Tahrir Abu Mady keeps two documents that cannot both be true. One is a death certificate for her daughter Malak, issued by Gaza’s Ministry of Health. The other is a list of prisoners held in Israeli custody — and Malak’s name is on it.
Malak Abu Mady was 20 years old when she disappeared in Khan Younis in 2024. A university student and volunteer nurse at Nasser Hospital, she had been displaced with her family to the coastal area of al-Mawasi as Israeli ground forces advanced into the city. She and her 18-year-old brother Yousef made the decision to return to the family home to retrieve her university books. Neither came back.
When forensic teams later entered the blackened ruins of the partially destroyed house, they recovered human remains. On the basis of those remains, Gaza’s Ministry of Health issued a death certificate in Malak’s name. Her brother Yousef’s fate remained unknown.
Then came the prisoner list. Recently released Palestinian detainees circulated documentation of individuals believed to be held in Israeli custody. Malak’s name appeared on it. Beside her name, a single notation: ‘No information available.’

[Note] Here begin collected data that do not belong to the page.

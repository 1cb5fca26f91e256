//! Leveling curve and experience application.
//!
//! Experience accumulates per level. When the running total reaches the
//! threshold for the current level, the surplus carries into the next
//! level, so a single large grant can trigger several level-ups.

use serde::{Deserialize, Serialize};

/// Experience required to advance from `level` to `level + 1`.
///
/// The curve is linear: level 1 needs 200, level 4 needs 500.
pub fn exp_for_next_level(level: u32) -> u64 {
    u64::from(level + 1) * 100
}

/// Result of applying an experience grant to a player.
#[derive(Debug, Clone, Copy, PartialEq, Eq, Serialize, Deserialize)]
pub struct ExperienceGain {
    /// Level after the grant was applied
    pub new_level: u32,
    /// Experience within the new level (surplus past the last threshold)
    pub new_experience: u64,
    /// Number of thresholds crossed by this grant
    pub level_ups: u32,
}

impl ExperienceGain {
    /// True when at least one level-up occurred.
    pub fn leveled_up(&self) -> bool {
        self.level_ups > 0
    }
}

/// Apply an experience grant, carrying surplus across level thresholds.
pub fn apply_experience(level: u32, experience: u64, amount: u64) -> ExperienceGain {
    let mut level = level;
    let mut experience = experience + amount;
    let mut level_ups = 0;

    while experience >= exp_for_next_level(level) {
        experience -= exp_for_next_level(level);
        level += 1;
        level_ups += 1;
    }

    ExperienceGain {
        new_level: level,
        new_experience: experience,
        level_ups,
    }
}

/// Progress snapshot toward the next level, for profile views.
#[derive(Debug, Clone, Copy, PartialEq, Eq, Serialize, Deserialize)]
pub struct LevelProgress {
    pub level: u32,
    pub experience: u64,
    pub exp_for_next_level: u64,
    /// Experience still missing before the next threshold
    pub exp_needed: u64,
    /// Rounded percentage of the way to the next threshold, clamped to [0, 100]
    pub progress_percentage: u32,
}

impl LevelProgress {
    pub fn for_player(level: u32, experience: u64) -> Self {
        let threshold = exp_for_next_level(level);
        let raw = (experience as f64 / threshold as f64) * 100.0;
        Self {
            level,
            experience,
            exp_for_next_level: threshold,
            exp_needed: threshold.saturating_sub(experience),
            progress_percentage: raw.round().clamp(0.0, 100.0) as u32,
        }
    }
}

#[cfg(test)]
mod tests {
    use super::*;

    #[test]
    fn threshold_for_level_one_is_200() {
        assert_eq!(exp_for_next_level(1), 200);
    }

    #[test]
    fn threshold_for_level_four_is_500() {
        assert_eq!(exp_for_next_level(4), 500);
    }

    #[test]
    fn grant_below_threshold_accumulates() {
        let gain = apply_experience(1, 0, 150);
        assert_eq!(gain.new_level, 1);
        assert_eq!(gain.new_experience, 150);
        assert_eq!(gain.level_ups, 0);
        assert!(!gain.leveled_up());
    }

    #[test]
    fn surplus_carries_into_next_level() {
        // 250 against a 200 threshold: one level-up, 50 carried over
        let gain = apply_experience(1, 0, 250);
        assert_eq!(gain.new_level, 2);
        assert_eq!(gain.new_experience, 50);
        assert_eq!(gain.level_ups, 1);
    }

    #[test]
    fn large_grant_crosses_multiple_thresholds() {
        // From level 1: 200 to reach 2, 300 to reach 3, 400 to reach 4
        let gain = apply_experience(1, 0, 950);
        assert_eq!(gain.new_level, 4);
        assert_eq!(gain.new_experience, 50);
        assert_eq!(gain.level_ups, 3);
    }

    #[test]
    fn exact_threshold_levels_up_with_zero_surplus() {
        let gain = apply_experience(1, 0, 200);
        assert_eq!(gain.new_level, 2);
        assert_eq!(gain.new_experience, 0);
        assert_eq!(gain.level_ups, 1);
    }

    #[test]
    fn existing_experience_counts_toward_threshold() {
        let gain = apply_experience(1, 180, 30);
        assert_eq!(gain.new_level, 2);
        assert_eq!(gain.new_experience, 10);
    }

    #[test]
    fn progress_snapshot_derives_fields() {
        let progress = LevelProgress::for_player(1, 100);
        assert_eq!(progress.exp_for_next_level, 200);
        assert_eq!(progress.exp_needed, 100);
        assert_eq!(progress.progress_percentage, 50);
    }

    #[test]
    fn progress_percentage_rounds_and_clamps() {
        let third = LevelProgress::for_player(2, 100);
        assert_eq!(third.exp_for_next_level, 300);
        assert_eq!(third.progress_percentage, 33);

        let zero = LevelProgress::for_player(3, 0);
        assert_eq!(zero.progress_percentage, 0);
        assert_eq!(zero.exp_needed, 400);
    }
}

For Tahrir, the contradiction has become its own form of torment. She attempted to hire a lawyer based in Umm al-Fahm, inside Israel, to investigate her daughter’s whereabouts. The legal fees were beyond what the family could afford, and the effort stalled. Israeli authorities have provided no information.
Malak’s case is not isolated. Since the beginning of the war — now stretching beyond two years — Israeli forces have detained thousands of Palestinians from Gaza. Many are held in undisclosed locations, without formal charges and without access to legal representation. Families are routinely denied any confirmation of whether their relatives are alive, dead, or in custody.
Maha al-Husseini, a researcher at the Euro-Med Human Rights Monitor, says the organisation estimates approximately 3,000 people have been forcibly disappeared in the conflict. Israeli authorities have consistently refused to provide information about those individuals, leaving families in a legal and emotional void with no clear avenue for recourse.
The practice of detention without disclosure has drawn sustained criticism from human rights organisations, who argue it constitutes enforced disappearance under international law — a designation that carries specific legal obligations for the detaining power, including the duty to acknowledge custody and provide information to families.
For Tahrir Abu Mady, legal definitions offer little comfort. She holds a death certificate she cannot fully accept and a prisoner list entry that offers nothing beyond a name. Her son Yousef remains unaccounted for entirely — no document, no list, no remains.
The family home in Khan Younis stands partially destroyed, a physical marker of the moment two young people walked back into a war zone to retrieve books and did not return. What happened to them inside those walls — and what may have happened after — remains, for their mother, unanswered.